Selain itu, pendekatan pemberdayaan
berhasil dilaksanakan karena mempunyai pilar atau subsistem yang
membentuk sistem pemberdayaan masyarkat. Pilar itu meliputi integrasi
perencanaan, keberlanjutan pendampingan, penguatan kelembagaan
masyarakat, penguatan peran Pemda dan perlunya tata kelola yang baik.
Secara keprograman PNPM Mandiri sesuai
tahapannya akan berakhir pada tahun 2014. Namun, prinsip-prinsip
pemberdayaan masyarakat dan pengalaman baik selama ini telah
ditransformasikan dalam Undang-undang Desa beserta Peraturan Pemerintah
Nomor 43 dan Nomor 60 Tahun 2014, terutama dalam pengelolaan Dana Desa
dan Pembangunan Desa.
PNPM Mandiri sebagai sebuah program,
setiap saat bisa berhenti. Setelah prinsip-prinsipnya dilembagakan dalam
pelaksanaan Undang-Undang Desa maka keberlanjutannya lebih terjamin,
begitu pula dengan pendanaannya.
Selain itu, melalui Undang- Undang Desa,
dana yang diterima masyarakat akan semakin besar, sehingga memberikan
kesempatan yang lebih luas kepada masyarakat untuk merencanakan program
sesuai dengan kebutuhannya.
Pembangunan desa dilaksanakan melalui dua
pendekatan, yaitu “Desa Membangun” dan “Membangun Desa”. Desa Membangun
adalah upaya yang dilaksanakan oleh Masyarakat Desa dan Kelembagaan
Desa untuk membangun desanya, sedangkan “Membangun Desa” adalah
upaya-upaya yang harus dilakukan oleh lembaga diluar desa untuk membantu
desa membangun hal-hal yang tidak dapat dilakukan oleh desa.

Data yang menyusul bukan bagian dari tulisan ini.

//! Prometheus metrics for pedagogy-service.

use once_cell::sync::Lazy;
use prometheus::{
    register_counter_vec, register_histogram_vec, register_int_gauge, CounterVec, HistogramVec,
    IntGauge, TextEncoder,
};

/// Generation requests by module and outcome.
pub static GENERATIONS_TOTAL: Lazy<CounterVec> = Lazy::new(|| {
    register_counter_vec!(
        "pedagogy_generations_total",
        "Total number of generation requests",
        &["module", "status"]
    )
    .expect("Failed to register generations_total")
});

/// Provider latency by module.
pub static PROVIDER_LATENCY: Lazy<HistogramVec> = Lazy::new(|| {
    register_histogram_vec!(
        "pedagogy_provider_latency_seconds",
        "Text provider latency in seconds",
        &["module"],
        vec![0.1, 0.5, 1.0, 2.0, 5.0, 10.0, 30.0, 60.0, 120.0]
    )
    .expect("Failed to register provider_latency")
});

/// Tokens consumed, split into input and output.
pub static TOKENS_TOTAL: Lazy<CounterVec> = Lazy::new(|| {
    register_counter_vec!(
        "pedagogy_tokens_total",
        "Total tokens processed",
        &["type"]
    )
    .expect("Failed to register tokens_total")
});

/// Provider errors by kind.
pub static PROVIDER_ERRORS_TOTAL: Lazy<CounterVec> = Lazy::new(|| {
    register_counter_vec!(
        "pedagogy_provider_errors_total",
        "Total text provider errors by type",
        &["error_type"]
    )
    .expect("Failed to register provider_errors_total")
});

/// Evaluation jobs by lifecycle event: enqueued, rejected, completed, error.
pub static EVALUATION_JOBS_TOTAL: Lazy<CounterVec> = Lazy::new(|| {
    register_counter_vec!(
        "pedagogy_evaluation_jobs_total",
        "Total evaluation jobs by lifecycle event",
        &["event"]
    )
    .expect("Failed to register evaluation_jobs_total")
});

/// Evaluation jobs currently being processed.
pub static EVALUATION_JOBS_IN_FLIGHT: Lazy<IntGauge> = Lazy::new(|| {
    register_int_gauge!(
        "pedagogy_evaluation_jobs_in_flight",
        "Evaluation jobs currently being processed"
    )
    .expect("Failed to register evaluation_jobs_in_flight")
});

/// Document exports by format and outcome.
pub static EXPORTS_TOTAL: Lazy<CounterVec> = Lazy::new(|| {
    register_counter_vec!(
        "pedagogy_exports_total",
        "Total document exports",
        &["format", "status"]
    )
    .expect("Failed to register exports_total")
});

/// Database query duration histogram.
pub static DB_QUERY_DURATION: Lazy<HistogramVec> = Lazy::new(|| {
    register_histogram_vec!(
        "pedagogy_db_query_duration_seconds",
        "Database query duration in seconds",
        &["operation"],
        vec![0.001, 0.005, 0.01, 0.025, 0.05, 0.1, 0.25, 0.5, 1.0]
    )
    .expect("Failed to register db_query_duration")
});

/// Initialize all metrics (forces lazy initialization).
pub fn init_metrics() {
    Lazy::force(&GENERATIONS_TOTAL);
    Lazy::force(&PROVIDER_LATENCY);
    Lazy::force(&TOKENS_TOTAL);
    Lazy::force(&PROVIDER_ERRORS_TOTAL);
    Lazy::force(&EVALUATION_JOBS_TOTAL);
    Lazy::force(&EVALUATION_JOBS_IN_FLIGHT);
    Lazy::force(&EXPORTS_TOTAL);
    Lazy::force(&DB_QUERY_DURATION);
}

/// Get metrics in Prometheus text format.
pub fn get_metrics() -> String {
    let encoder = TextEncoder::new();
    let metric_families = prometheus::gather();
    encoder
        .encode_to_string(&metric_families)
        .unwrap_or_default()
}
use opentelemetry::KeyValue;
use opentelemetry_otlp::WithExportConfig;
use opentelemetry_sdk::{Resource, runtime, trace as sdktrace};
use tracing_subscriber::{layer::SubscriberExt, util::SubscriberInitExt};

/// Install the global subscriber: JSON logs filtered by `RUST_LOG` (falling
/// back to `log_level`), plus an OTLP span exporter when an endpoint is given.
pub fn init_tracing(service_name: &str, log_level: &str, otlp_endpoint: Option<&str>) {
    let env_filter = tracing_subscriber::EnvFilter::try_from_default_env()
        .unwrap_or_else(|_| tracing_subscriber::EnvFilter::new(log_level));

    let fmt_layer = tracing_subscriber::fmt::layer()
        .with_file(true)
        .with_line_number(true)
        .json()
        .flatten_event(true);

    let telemetry = otlp_endpoint.and_then(|endpoint| {
        let otlp_exporter = opentelemetry_otlp::new_exporter()
            .tonic()
            .with_endpoint(endpoint);

        match opentelemetry_otlp::new_pipeline()
            .tracing()
            .with_exporter(otlp_exporter)
            .with_trace_config(sdktrace::config().with_resource(Resource::new(vec![
                KeyValue::new("service.name", service_name.to_string()),
            ])))
            .install_batch(runtime::Tokio)
        {
            Ok(tracer) => Some(tracing_opentelemetry::layer().with_tracer(tracer)),
            Err(e) => {
                eprintln!(
                    "Failed to initialize OTLP tracer for service '{}' at endpoint '{}': {}",
                    service_name, endpoint, e
                );
                None
            }
        }
    });

    tracing_subscriber::registry()
        .with(env_filter)
        .with(telemetry)
        .with(fmt_layer)
        .init();
}
use service_core::config::{self as core_config, get_env, parse_env};
use service_core::error::AppError;
use std::env;
use std::path::PathBuf;
use std::time::Duration;

/// Default Gemini model used for every generation module.
const DEFAULT_TEXT_MODEL: &str = "gemini-2.5-flash";

const DEFAULT_GEMINI_API_BASE: &str = "https://generativelanguage.googleapis.com/v1beta";

#[derive(Debug, Clone)]
pub struct PedagogyConfig {
    pub common: core_config::Config,
    pub service_name: String,
    pub log_level: String,
    pub otlp_endpoint: Option<String>,
    /// `None` selects the in-memory work history (never allowed in prod).
    pub database: Option<DatabaseConfig>,
    pub genai: GenaiConfig,
    pub worker: WorkerConfig,
    pub export: ExportConfig,
}

#[derive(Debug, Clone)]
pub struct DatabaseConfig {
    pub url: String,
    pub max_connections: u32,
    pub min_connections: u32,
}

#[derive(Debug, Clone, Copy, PartialEq, Eq)]
pub enum ProviderKind {
    Gemini,
    Mock,
}

impl std::str::FromStr for ProviderKind {
    type Err = AppError;

    fn from_str(s: &str) -> Result<Self, Self::Err> {
        match s.to_ascii_lowercase().as_str() {
            "gemini" => Ok(ProviderKind::Gemini),
            "mock" => Ok(ProviderKind::Mock),
            other => Err(AppError::ConfigError(anyhow::anyhow!(
                "Unknown GENAI_PROVIDER '{}': expected gemini or mock",
                other
            ))),
        }
    }
}

#[derive(Debug, Clone)]
pub struct GenaiConfig {
    pub provider: ProviderKind,
    /// Missing keys are tolerated at startup; generation then fails with 500.
    pub api_key: Option<String>,
    pub text_model: String,
    pub api_base: String,
    pub request_timeout_secs: u64,
}

impl GenaiConfig {
    pub fn request_timeout(&self) -> Duration {
        Duration::from_secs(self.request_timeout_secs)
    }
}

#[derive(Debug, Clone)]
pub struct WorkerConfig {
    pub enabled: bool,
    pub worker_count: usize,
    pub queue_size: usize,
}

impl Default for WorkerConfig {
    fn default() -> Self {
        Self {
            enabled: true,
            worker_count: 4,
            queue_size: 100,
        }
    }
}

#[derive(Debug, Clone)]
pub struct ExportConfig {
    pub pandoc_bin: String,
    pub pdf_bin: String,
    pub timeout_secs: u64,
    pub temp_dir: PathBuf,
    pub institution_name: String,
}

impl ExportConfig {
    pub fn command_timeout(&self) -> Duration {
        Duration::from_secs(self.timeout_secs)
    }
}

impl Default for ExportConfig {
    fn default() -> Self {
        Self {
            pandoc_bin: "pandoc".to_string(),
            pdf_bin: "wkhtmltopdf".to_string(),
            timeout_secs: 60,
            temp_dir: env::temp_dir(),
            institution_name: "Colegio Madre Paulina".to_string(),
        }
    }
}

impl PedagogyConfig {
    pub fn load() -> Result<Self, AppError> {
        let common = core_config::Config::load()?;
        let is_prod = common.is_prod();

        let database = match env::var("DATABASE_URL") {
            Ok(url) => Some(DatabaseConfig {
                url,
                max_connections: parse_env("DATABASE_MAX_CONNECTIONS", 10),
                min_connections: parse_env("DATABASE_MIN_CONNECTIONS", 1),
            }),
            Err(_) if is_prod => {
                return Err(AppError::ConfigError(anyhow::anyhow!(
                    "DATABASE_URL is required in production but not set"
                )))
            }
            Err(_) => None,
        };

        let export_defaults = ExportConfig::default();

        Ok(Self {
            service_name: env::var("SERVICE_NAME")
                .unwrap_or_else(|_| "pedagogy-service".to_string()),
            log_level: env::var("LOG_LEVEL").unwrap_or_else(|_| "info".to_string()),
            otlp_endpoint: env::var("OTLP_ENDPOINT").ok(),
            database,
            genai: GenaiConfig {
                provider: get_env("GENAI_PROVIDER", Some("gemini"), false)?.parse()?,
                api_key: env::var("GEMINI_API_KEY").ok().filter(|k| !k.trim().is_empty()),
                text_model: get_env("GENAI_TEXT_MODEL", Some(DEFAULT_TEXT_MODEL), false)?,
                api_base: get_env("GEMINI_API_BASE", Some(DEFAULT_GEMINI_API_BASE), false)?,
                request_timeout_secs: parse_env("GENAI_REQUEST_TIMEOUT_SECS", 120),
            },
            worker: WorkerConfig {
                enabled: parse_env("WORKER_ENABLED", true),
                worker_count: parse_env("WORKER_COUNT", 4usize).max(1),
                queue_size: parse_env("WORKER_QUEUE_SIZE", 100usize).max(1),
            },
            export: ExportConfig {
                pandoc_bin: get_env("EXPORT_PANDOC_BIN", Some("pandoc"), false)?,
                pdf_bin: get_env("EXPORT_PDF_BIN", Some("wkhtmltopdf"), false)?,
                timeout_secs: parse_env("EXPORT_TIMEOUT_SECS", export_defaults.timeout_secs),
                temp_dir: env::var("EXPORT_TEMP_DIR")
                    .map(PathBuf::from)
                    .unwrap_or(export_defaults.temp_dir),
                institution_name: env::var("EXPORT_INSTITUTION_NAME")
                    .unwrap_or(export_defaults.institution_name),
            },
            common,
        })
    }

    /// Configuration for tests and local runs: mock provider, in-memory
    /// history, random port.
    pub fn for_tests() -> Self {
        Self {
            common: core_config::Config {
                port: 0,
                environment: "test".to_string(),
            },
            service_name: "pedagogy-service-test".to_string(),
            log_level: "debug".to_string(),
            otlp_endpoint: None,
            database: None,
            genai: GenaiConfig {
                provider: ProviderKind::Mock,
                api_key: Some("test-api-key".to_string()),
                text_model: DEFAULT_TEXT_MODEL.to_string(),
                api_base: DEFAULT_GEMINI_API_BASE.to_string(),
                request_timeout_secs: 5,
            },
            worker: WorkerConfig::default(),
            export: ExportConfig::default(),
        }
    }
}

#[cfg(test)]
mod tests {
    use super::*;

    #[test]
    fn provider_kind_parses_case_insensitively() {
        assert_eq!("Gemini".parse::<ProviderKind>().unwrap(), ProviderKind::Gemini);
        assert_eq!("mock".parse::<ProviderKind>().unwrap(), ProviderKind::Mock);
        assert!("openai".parse::<ProviderKind>().is_err());
    }

    #[test]
    fn test_config_uses_mock_and_memory_store() {
        let config = PedagogyConfig::for_tests();
        assert_eq!(config.genai.provider, ProviderKind::Mock);
        assert!(config.database.is_none());
        assert_eq!(config.common.port, 0);
    }
}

Oleh karena itu pelaksanaan Undang-undang
Desa harus didukung oleh seluruh sektor dan berbagai tingkatan
pemerintahan, sehingga diperlukan koordinasi, pengawasan dan
pengendalian yang intensif. Untuk mengawal dan mengendalikan pelaksanaan
UU Desa tersebut kiranya diperlu dibentuk Tim Pengendali yang
beranggotakan lintas sektor, lintas kementerian dan lintas ke-Menko-an.
Dengan terbitnya Undang-undang Nomor 6
Tahun 2014 tentang Desa, suara desa kini akan semakin didengar. Desa
kini tidak hanya menjadi fokus pembangunan, tetapi juga sebagai
perancang pembangunan yang sesuai dengan potensi dan kebutuhannya.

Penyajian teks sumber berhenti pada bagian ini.